Once the house is up to temp on a day when it is in the 20s outside, the basement is in the mid 80s on the side where the stove is. The first floor is around 68 in the kitchen on the opposite side of the house, but that is where the stairway comes up. The carpeted living room which is directly above the stove with an insulated floor is around 72. The open foyer is cooler if I have the bedroom doors open, usualy 65, but who sits in the foyer? The upstairs bedrooms are around 60, just the way we like it, and best of all, the oil is only running for hot water.

I run the stove non stop from Friday evening till Monday morning. The oil boiler barely comes on unless the temp gets below 10F and especialy aroound 3-7am on any day when the fire starts to die. I add more wood in the morning. When I come home from work on the weekdays, there are still coals and the baesment walls are still warm, so I add more wood to the fire. Heat then is felt on the first floor within an hour. I pick one day a week, the warmest, too not add wood in the morning so I can clean the stove after work one night.
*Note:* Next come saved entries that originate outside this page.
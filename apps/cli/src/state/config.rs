//! # Shell Configuration
//!
//! Shop settings loaded once at startup.
//!
//! ## Configuration Sources
//! ```text
//! ┌─────────────────────────────────────────────────────────────────────────┐
//! │                    Configuration Priority                               │
//! │                                                                         │
//! │  1. Environment Variables (highest priority)                           │
//! │     WARUNG_STORE_NAME="Warung Bu Sri"                                  │
//! │     WARUNG_CUSTOMER, WARUNG_MIN_STOCK, WARUNG_MARKUP_BPS               │
//! │                                                                         │
//! │  2. TOML Config File                                                   │
//! │     --config <path>, or                                                │
//! │     ~/.config/warung/warung.toml (Linux)                               │
//! │     ~/Library/Application Support/id.warung.warung/warung.toml (macOS) │
//! │                                                                         │
//! │  3. Default Values (lowest priority)                                   │
//! └─────────────────────────────────────────────────────────────────────────┘
//! ```
//!
//! ## Configuration File Format
//! ```toml
//! [store]
//! name = "Warung Bu Sri"
//! address = "Jl. Melati No. 7"
//! receipt_footer = "Terima kasih!"
//!
//! [books]
//! walk_in_customer = "Pelanggan Umum"
//! default_min_stock = 5
//! purchase_markup_bps = 3000   # 30%
//! ```
//!
//! Configuration is read-only after startup.

use std::path::{Path, PathBuf};

use serde::{Deserialize, Serialize};
use tracing::{debug, info, warn};
use warung_core::{DEFAULT_MIN_STOCK, DEFAULT_PURCHASE_MARKUP_BPS, WALK_IN_CUSTOMER};
use warung_store::BooksSettings;

use crate::error::{CliError, CliResult};

pub const CONFIG_FILE_NAME: &str = "warung.toml";

// =============================================================================
// Store Section
// =============================================================================

/// What gets printed on receipts and the shell banner.
#[derive(Debug, Clone, PartialEq, Eq, Serialize, Deserialize)]
#[serde(default)]
pub struct StoreSection {
    pub name: String,
    pub address: Option<String>,
    pub receipt_footer: String,
}

impl Default for StoreSection {
    fn default() -> Self {
        StoreSection {
            name: "Warung".to_string(),
            address: None,
            receipt_footer: "Terima kasih atas kunjungan Anda".to_string(),
        }
    }
}

// =============================================================================
// Books Section
// =============================================================================

#[derive(Debug, Clone, PartialEq, Eq, Serialize, Deserialize)]
#[serde(default)]
pub struct BooksSection {
    /// Customer recorded on Kasir sales.
    pub walk_in_customer: String,
    /// Minimum stock for products added without one.
    pub default_min_stock: i64,
    /// Selling-price markup for products created by a purchase, in basis
    /// points (3000 = 30%).
    pub purchase_markup_bps: u32,
}

impl Default for BooksSection {
    fn default() -> Self {
        BooksSection {
            walk_in_customer: WALK_IN_CUSTOMER.to_string(),
            default_min_stock: DEFAULT_MIN_STOCK,
            purchase_markup_bps: DEFAULT_PURCHASE_MARKUP_BPS,
        }
    }
}

// =============================================================================
// Warung Config
// =============================================================================

#[derive(Debug, Clone, Default, PartialEq, Eq, Serialize, Deserialize)]
#[serde(default)]
pub struct WarungConfig {
    pub store: StoreSection,
    pub books: BooksSection,
}

impl WarungConfig {
    /// Loads configuration from file, environment, and defaults.
    ///
    /// ## Load Order (later overrides earlier)
    /// 1. Default values
    /// 2. Config file (`--config`, else the platform config dir)
    /// 3. Environment variables
    ///
    /// An explicit `--config` path must exist; a missing default file is
    /// not an error.
    pub fn load(config_path: Option<PathBuf>) -> CliResult<Self> {
        let mut config = match config_path {
            Some(path) if !path.exists() => return Err(CliError::ConfigNotFound(path)),
            Some(path) => Self::from_file(&path)?,
            None => match Self::default_config_path() {
                Some(path) if path.exists() => Self::from_file(&path)?,
                Some(path) => {
                    debug!(?path, "Config file not found, using defaults");
                    Self::default()
                }
                None => Self::default(),
            },
        };

        config.apply_env_overrides();
        config.validate()?;

        Ok(config)
    }

    fn from_file(path: &Path) -> CliResult<Self> {
        info!(?path, "Loading config from file");
        let contents = std::fs::read_to_string(path)?;
        Ok(toml::from_str(&contents)?)
    }

    /// Checks the values the books depend on.
    pub fn validate(&self) -> CliResult<()> {
        if self.store.name.trim().is_empty() {
            return Err(CliError::InvalidConfig("store name is required".into()));
        }
        self.to_settings()
            .validate()
            .map_err(|e| CliError::InvalidConfig(e.to_string()))
    }

    /// Settings handed to [`warung_store::Books`].
    pub fn to_settings(&self) -> BooksSettings {
        BooksSettings {
            walk_in_customer: self.books.walk_in_customer.trim().to_string(),
            default_min_stock: self.books.default_min_stock,
            purchase_markup_bps: self.books.purchase_markup_bps,
        }
    }

    fn apply_env_overrides(&mut self) {
        self.apply_overrides(|key| std::env::var(key).ok());
    }

    /// Applies `WARUNG_*` overrides read through `lookup`.
    ///
    /// Values that do not parse are ignored with a warning.
    pub fn apply_overrides<F>(&mut self, lookup: F)
    where
        F: Fn(&str) -> Option<String>,
    {
        if let Some(name) = lookup("WARUNG_STORE_NAME") {
            debug!(store_name = %name, "Overriding store name from environment");
            self.store.name = name;
        }

        if let Some(customer) = lookup("WARUNG_CUSTOMER") {
            self.books.walk_in_customer = customer;
        }

        if let Some(min_stock) = lookup("WARUNG_MIN_STOCK") {
            match min_stock.trim().parse::<i64>() {
                Ok(v) => self.books.default_min_stock = v,
                Err(_) => warn!(value = %min_stock, "Ignoring invalid WARUNG_MIN_STOCK"),
            }
        }

        if let Some(markup) = lookup("WARUNG_MARKUP_BPS") {
            match markup.trim().parse::<u32>() {
                Ok(v) => {
                    debug!(markup_bps = v, "Overriding purchase markup from environment");
                    self.books.purchase_markup_bps = v;
                }
                Err(_) => warn!(value = %markup, "Ignoring invalid WARUNG_MARKUP_BPS"),
            }
        }
    }

    /// `warung.toml` in the platform config directory.
    pub fn default_config_path() -> Option<PathBuf> {
        directories::ProjectDirs::from("id", "warung", "warung")
            .map(|dirs| dirs.config_dir().join(CONFIG_FILE_NAME))
    }
}

// =============================================================================
// Unit Tests
// =============================================================================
Normaly I have 180-210 gallon oil fill ups in October, Early December, Early January, late January, mid-late February, Mid March and late April/May. That all adds up to 1300 gallons a year on average. 

Since I started burning on the above cycles, last year's fill ups were in October, early January, mid February, and April. Oil consumption down to 725 gallons last year, burned 3 cords of hardwood to achieve this. 

So far this year, I am on a better pace, the weather was coder than normal Oct-Dec, but since January, it has been warm so I have not been running the Stove as much.

I have immediate plans to insulate the basement walls and remove the insulation in the basement ceiling, I imagine I'll save a bunch there. I am not sure on which way I am going to proceed, fiberboard with a wall in front, or fiberglass batts with a vapor barrier. I wish there was a clear cut direction to go, I seee so many opinions on this subject out there.

OBTW, I do cool my entire house from the upstairs in the summer, but it is a 2.5 ton cental AC unit so that's a bit bigger than a standard window unit


----------



## Rhone (Feb 8, 2006)

Well, I never succeeded in having a 5 degree temp difference and I had 5 registers, 2 went to the top floor, 3 went to the lower, plus a stairway near my stove in the basement and one register powered by a small fan, and insulated all my foundation walls with 3" foam insulation.  It was 10-15 degree temp difference between each floor AND the stove in the basement shooting radiant heat made it feel warmer than it was so sure the air temp was around 85 but with the radiant heat sure felt like it was 100.  I'd be wearing just shorts and sweating if I spent any time down there.  What more could've been done, I don't think 6 registers or 16 would've done it, I think your success depends on how well insulated your basement is, how tight, and if you live in a mild climate like Tenn it can probably work.  I happen to live north.  That house was built in 1964 and above normal insulation and tightness for that time (had a whopping 4" of insulation in the walls when the time the norm was 2", seams caulked (air sealed) which was unheard of then, and the previous owner people said was crazy having 6" fiberglass insulation in the attic, everyone had 3").  It took 8 cords of wood to heat it after all the registers I added and insulation.  You also have to understand that was a 70's stove, not as efficient as todays models.  It was 70,000 btu's and could fit 11 log splits and advanced for the time as it forced the exhaust & smoke to go through the coals & fire before heading out, so some of the smoke was burned before leaving.  Todays 60,000 btu stove can fit 8 log splits, that's around a 25% difference as a guess.  If that be the case using a new stove would take probably 6 cords of wood to heat that house the same way, with the basement still too hot to be useable.  So, I didn't have luck balancing the temp between the basement and floor above with all we did, and I had 5 registers, a fan, a huge kitchen hood thing that extended way out beyond the stove to capture any heat rising off it and pipe it into the kitchen above AND a stairway right near the stove leading up.  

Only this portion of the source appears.